_What you need to do:_ Please count the lines in the data below that hold "oldest" and answer with the number by itself.

_Dataset excerpts:_
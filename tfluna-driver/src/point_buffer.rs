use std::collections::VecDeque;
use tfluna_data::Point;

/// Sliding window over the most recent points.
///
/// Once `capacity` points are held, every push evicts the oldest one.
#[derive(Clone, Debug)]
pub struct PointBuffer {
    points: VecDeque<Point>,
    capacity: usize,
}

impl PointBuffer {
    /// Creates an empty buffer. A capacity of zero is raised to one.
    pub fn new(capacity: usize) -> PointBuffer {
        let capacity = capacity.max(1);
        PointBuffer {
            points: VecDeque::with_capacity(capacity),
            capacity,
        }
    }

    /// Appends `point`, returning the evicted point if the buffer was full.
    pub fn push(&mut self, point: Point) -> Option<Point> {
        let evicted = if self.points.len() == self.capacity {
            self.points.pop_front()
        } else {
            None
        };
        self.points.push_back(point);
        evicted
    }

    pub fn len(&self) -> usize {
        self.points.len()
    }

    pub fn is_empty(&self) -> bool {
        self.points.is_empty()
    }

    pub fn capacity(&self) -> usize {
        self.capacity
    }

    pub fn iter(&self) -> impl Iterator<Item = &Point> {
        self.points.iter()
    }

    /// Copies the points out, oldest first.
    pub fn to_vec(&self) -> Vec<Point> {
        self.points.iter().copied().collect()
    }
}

_Solution to the problem:_ 2